Mayor of Tower Hamlets, John Biggs, said: “As we continue our path through the pandemic, I know that many families are seriously worried about the cost of living crisis. At this stage the full impact on local people is still not known as residents face even greater hikes in food and energy costs, interest rates and National Insurance.

“That’s why our budget gives extra financial support for residents and continues to invest in crucial services for children and vulnerable adults, and other frontline services such as waste and recycling, housing and community safety.”

Cllr Candida Ronald, Cabinet Member for Resources and the Voluntary Sector, said: “Supporting families facing the cost of living crisis is at the heart of our budget which includes protection for free school meals for 19,000 primary school children, this is equivalent to £450 per child each year.

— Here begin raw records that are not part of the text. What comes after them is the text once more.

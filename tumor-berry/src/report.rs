//! 标签分布统计.
//!
//! 计数按类别 id 顺序排列; 归一化分布以百分比表示, 显示为 `xx.xx%`.

use crate::consts::ElemType;
use crate::loader::{Loaded, SampleLoader};
use crate::transform::Pair;
use crate::{Dataset, DatasetCatalog, Error, LabelKey, Result, Split};
use itertools::Itertools;
use std::fmt;

cfg_if::cfg_if! {
    if #[cfg(feature = "rayon")] {
        use rayon::iter::{IntoParallelIterator, ParallelIterator};
    }
}

/// 没有病灶的掩膜.
pub const EMPTY_MASK: &str = "empty";

/// 含有病灶的掩膜.
pub const LESION_MASK: &str = "lesion";

/// 各类别的样本数.
#[derive(Clone, Debug, Default, Eq, PartialEq)]
pub struct LabelCounts {
    names: Vec<String>,
    counts: Vec<usize>,
}

impl LabelCounts {
    /// 直接构造. `names` 与 `counts` 长度须相同.
    pub fn new(names: Vec<String>, counts: Vec<usize>) -> Result<Self> {
        if names.len() != counts.len() {
            return Err(Error::InvalidArgument(format!(
                "类别数 {} 与计数个数 {} 不一致",
                names.len(),
                counts.len()
            )));
        }
        Ok(Self { names, counts })
    }

    /// 统计分类数据集中各类别的样本数. 索引中有但没有样本的类别计为 0.
    pub fn from_dataset(dataset: &Dataset) -> Result<Self> {
        let labels = dataset.label_index().ok_or(Error::NoLabels)?;
        let mut counts = vec![0usize; labels.len()];
        for sample in dataset {
            let id = sample.label().ok_or(Error::NoLabels)?;
            *counts
                .get_mut(id)
                .ok_or(Error::UnknownLabel(LabelKey::Id(id)))? += 1;
        }
        Ok(Self {
            names: labels.names().to_vec(),
            counts,
        })
    }

    /// 类别名.
    #[inline]
    pub fn names(&self) -> &[String] {
        &self.names
    }

    /// 计数, 与 [`LabelCounts::names`] 一一对应.
    #[inline]
    pub fn counts(&self) -> &[usize] {
        &self.counts
    }

    /// 样本总数.
    #[inline]
    pub fn total(&self) -> usize {
        self.counts.iter().sum()
    }

    /// 类别 `name` 的样本数.
    pub fn get(&self, name: &str) -> Option<usize> {
        self.names
            .iter()
            .position(|n| n == name)
            .map(|i| self.counts[i])
    }

    /// 迭代 `(类别名, 计数)`.
    pub fn iter(&self) -> impl Iterator<Item = (&str, usize)> {
        self.names
            .iter()
            .map(String::as_str)
            .zip(self.counts.iter().copied())
    }

    /// 归一化分布. 总数为 0 时所有类别都为 0%.
    pub fn distribution(&self) -> Distribution {
        let total = self.total();
        let percents = self
            .counts
            .iter()
            .map(|&c| percent(c, total))
            .collect();
        Distribution {
            names: self.names.clone(),
            percents,
        }
    }
}

impl fmt::Display for LabelCounts {
    fn fmt(&self, f: &mut fmt::Formatter<'_>) -> fmt::Result {
        let width = name_width(&self.names);
        for (name, count) in self.iter() {
            writeln!(f, "{name:<width$}  {count}")?;
        }
        Ok(())
    }
}

#[inline]
fn percent(count: usize, total: usize) -> f64 {
    if total == 0 {
        0.0
    } else {
        count as f64 * 100.0 / total as f64
    }
}

fn name_width<S: AsRef<str>>(names: &[S]) -> usize {
    names
        .iter()
        .map(|n| n.as_ref().chars().count())
        .max()
        .unwrap_or(0)
}

/// 各类别所占百分比.
#[derive(Clone, Debug, Default, PartialEq)]
pub struct Distribution {
    names: Vec<String>,
    percents: Vec<f64>,
}

impl Distribution {
    /// 类别 `name` 所占百分比.
    pub fn get(&self, name: &str) -> Option<f64> {
        self.names
            .iter()
            .position(|n| n == name)
            .map(|i| self.percents[i])
    }

    /// 迭代 `(类别名, 百分比)`.
    pub fn iter(&self) -> impl Iterator<Item = (&str, f64)> {
        self.names
            .iter()
            .map(String::as_str)
            .zip(self.percents.iter().copied())
    }
}

impl fmt::Display for Distribution {
    fn fmt(&self, f: &mut fmt::Formatter<'_>) -> fmt::Result {
        let width = name_width(&self.names);
        for (name, p) in self.iter() {
            writeln!(f, "{name:<width$}  {p:.2}%")?;
        }
        Ok(())
    }
}

/// 多个划分的计数表: 行为类别, 列为划分.
#[derive(Clone, Debug, Default, Eq, PartialEq)]
pub struct SplitTable {
    splits: Vec<Split>,
    classes: Vec<String>,
    /// `cells[class][split]`.
    cells: Vec<Vec<usize>>,
}

impl SplitTable {
    /// 由各划分的计数构造. 类别为所有计数中类别的并集, 按首次出现的顺序排列.
    pub fn from_counts<I: IntoIterator<Item = (Split, LabelCounts)>>(columns: I) -> Self {
        let columns = columns.into_iter().collect_vec();
        let classes = columns
            .iter()
            .flat_map(|(_, c)| c.names().iter().cloned())
            .unique()
            .collect_vec();
        let cells = classes
            .iter()
            .map(|class| {
                columns
                    .iter()
                    .map(|(_, c)| c.get(class).unwrap_or(0))
                    .collect()
            })
            .collect();
        Self {
            splits: columns.into_iter().map(|(s, _)| s).collect(),
            classes,
            cells,
        }
    }

    /// 列.
    #[inline]
    pub fn splits(&self) -> &[Split] {
        &self.splits
    }

    /// 行.
    #[inline]
    pub fn classes(&self) -> &[String] {
        &self.classes
    }

    /// 类别 `class` 在划分 `split` 中的样本数.
    pub fn get(&self, class: &str, split: Split) -> Option<usize> {
        let row = self.classes.iter().position(|c| c == class)?;
        let col = self.splits.iter().position(|s| *s == split)?;
        Some(self.cells[row][col])
    }

    /// 划分 `split` 的样本总数.
    pub fn column_total(&self, split: Split) -> Option<usize> {
        let col = self.splits.iter().position(|s| *s == split)?;
        Some(self.cells.iter().map(|row| row[col]).sum())
    }

    /// 计数表.
    pub fn counts(&self) -> String {
        self.count_table().to_string()
    }

    /// 按列归一化的百分比表.
    pub fn normalized(&self) -> String {
        let totals = (0..self.splits.len())
            .map(|col| self.cells.iter().map(|row| row[col]).sum::<usize>())
            .collect_vec();
        self.render(|row, col| format!("{:.2}%", percent(self.cells[row][col], totals[col])))
            .to_string()
    }

    #[inline]
    fn count_table(&self) -> Rendered<'_> {
        self.render(|row, col| self.cells[row][col].to_string())
    }

    fn render<F: Fn(usize, usize) -> String>(&self, cell: F) -> Rendered<'_> {
        let body = (0..self.classes.len())
            .map(|row| (0..self.splits.len()).map(|col| cell(row, col)).collect_vec())
            .collect_vec();

        let first = name_width(&self.classes).max(CORNER.len());
        let widths = self
            .splits
            .iter()
            .enumerate()
            .map(|(col, s)| {
                body.iter()
                    .map(|r| r[col].len())
                    .chain(std::iter::once(s.name().len()))
                    .max()
                    .unwrap_or(0)
            })
            .collect_vec();

        Rendered {
            table: self,
            body,
            first,
            widths,
        }
    }
}

impl fmt::Display for SplitTable {
    #[inline]
    fn fmt(&self, f: &mut fmt::Formatter<'_>) -> fmt::Result {
        fmt::Display::fmt(&self.count_table(), f)
    }
}

/// 表头左上角.
const CORNER: &str = "class";

/// 单元格已格式化, 列宽已确定的文本表.
struct Rendered<'a> {
    table: &'a SplitTable,
    body: Vec<Vec<String>>,
    first: usize,
    widths: Vec<usize>,
}

impl fmt::Display for Rendered<'_> {
    fn fmt(&self, f: &mut fmt::Formatter<'_>) -> fmt::Result {
        let first = self.first;
        write!(f, "{CORNER:<first$}")?;
        for (s, w) in self.table.splits.iter().zip(self.widths.iter().copied()) {
            write!(f, "  {:>w$}", s.name())?;
        }
        writeln!(f)?;
        for (class, row) in self.table.classes.iter().zip(&self.body) {
            write!(f, "{class:<first$}")?;
            for (v, w) in row.iter().zip(self.widths.iter().copied()) {
                write!(f, "  {v:>w$}")?;
            }
            writeln!(f)?;
        }
        Ok(())
    }
}

/// 统计 `catalog` 中各 `splits` 的类别计数.
///
/// 任一划分不存在时直接返回 `Error::MissingSplit`, 不会以 0 计数代替.
pub fn split_report<I>(catalog: &DatasetCatalog, splits: I) -> Result<SplitTable>
where
    I: IntoIterator<Item = Split>,
{
    let columns = splits
        .into_iter()
        .map(|split| {
            let dataset = catalog.dataset(split)?;
            Ok((split, LabelCounts::from_dataset(&dataset)?))
        })
        .collect::<Result<Vec<_>>>()?;
    Ok(SplitTable::from_counts(columns))
}

/// 变换后的掩膜中是否有病灶像素?
fn mask_type(dataset: &Dataset, index: usize, loaded: Loaded) -> Result<ElemType> {
    let fg = match loaded.pair {
        Pair::Pixels { mask: Some(m), .. } => ElemType::of_mask(m.as_raw()),
        Pair::Tensor { mask: Some(m), .. } => {
            if m.iter().any(|v| *v != 0.0) {
                ElemType::Foreground
            } else {
                ElemType::Background
            }
        }
        _ => {
            return Err(Error::MissingMask {
                image: dataset[index].image.clone(),
            })
        }
    };
    Ok(fg)
}

/// 统计分割数据集中掩膜为空 (`"empty"`) 与含病灶 (`"lesion"`) 的样本数.
///
/// 掩膜经过 `loader` 的流水线后再判断, 因此裁剪等操作会影响结果.
pub fn mask_presence(dataset: &Dataset, loader: &SampleLoader) -> Result<LabelCounts> {
    #[cfg(feature = "rayon")]
    let types = (0..dataset.len())
        .into_par_iter()
        .map(|i| mask_type(dataset, i, loader.load_at(dataset, i)?))
        .collect::<Result<Vec<_>>>()?;
    #[cfg(not(feature = "rayon"))]
    let types = loader
        .iter(dataset)
        .map(|(i, r)| mask_type(dataset, i, r?))
        .collect::<Result<Vec<_>>>()?;

    let lesion = types.iter().filter(|t| t.is_foreground()).count();
    Ok(LabelCounts {
        names: vec![EMPTY_MASK.to_string(), LESION_MASK.to_string()],
        counts: vec![types.len() - lesion, lesion],
    })
}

“There’s a range of extra financial help for struggling households, and we’re proud to be protecting our 100 per cent council tax reduction scheme, which few councils now offer, so the poorest households won’t pay any council tax at all.”

There will be investment in new high-quality council homes, jobs and training, Idea Stores and libraries, parks and major new sports and leisure services.

The budget follows consultation with residents at the end of last year, with feedback informing the income and spending plans. In the consultation, community safety, children’s services, street cleaning and waste, public health and housing were among the services most valued by residents.


The total amount of council tax for a Band D property will be £1,519.98 of which £1,124.39 helps to pay for council services. The remainder of £395.59 is collected on behalf of the Greater London Authority (GLA), which means an overall extra 83p per week for an average property.

Since 2010 the council has saved over £200m due to government funding cuts and increased demand on services. Ongoing uncertainty around how the government will fund councils in the future means that boroughs like Tower Hamlets face the prospect of even less income despite increasing demand on services.

The full budget report is available to view on the council’s website and went before all councillors at the budget full council meeting on Wednesday 2 March.